___ GIVEN DATA ___
pub mod conflation;
pub mod engine;
pub mod feedback;
pub(crate) mod geometry;
pub mod grouper;
pub mod line_snapper;
pub mod merger;
pub mod point_snapper;
pub mod sinks;

pub use crate::domain::model::{ConflationResult, Layer, OutputKind, RunStatus};
pub use crate::domain::ports::{FeatureSink, Feedback, Pipeline, Storage};
pub use crate::utils::error::Result;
___
● **WORK REQUEST**:
Return the entries above, every line intact.

● **RESULT FOR THIS TASK**:
pub mod conflation;
pub mod engine;
pub mod feedback;
pub(crate) mod geometry;
pub mod grouper;
pub mod line_snapper;
pub mod merger;
pub mod point_snapper;
pub mod sinks;

pub use crate::domain::model::{ConflationResult, Layer, OutputKind, RunStatus};
pub use crate::domain::ports::{FeatureSink, Feedback, Pipeline, Storage};
pub use crate::utils::error::Result;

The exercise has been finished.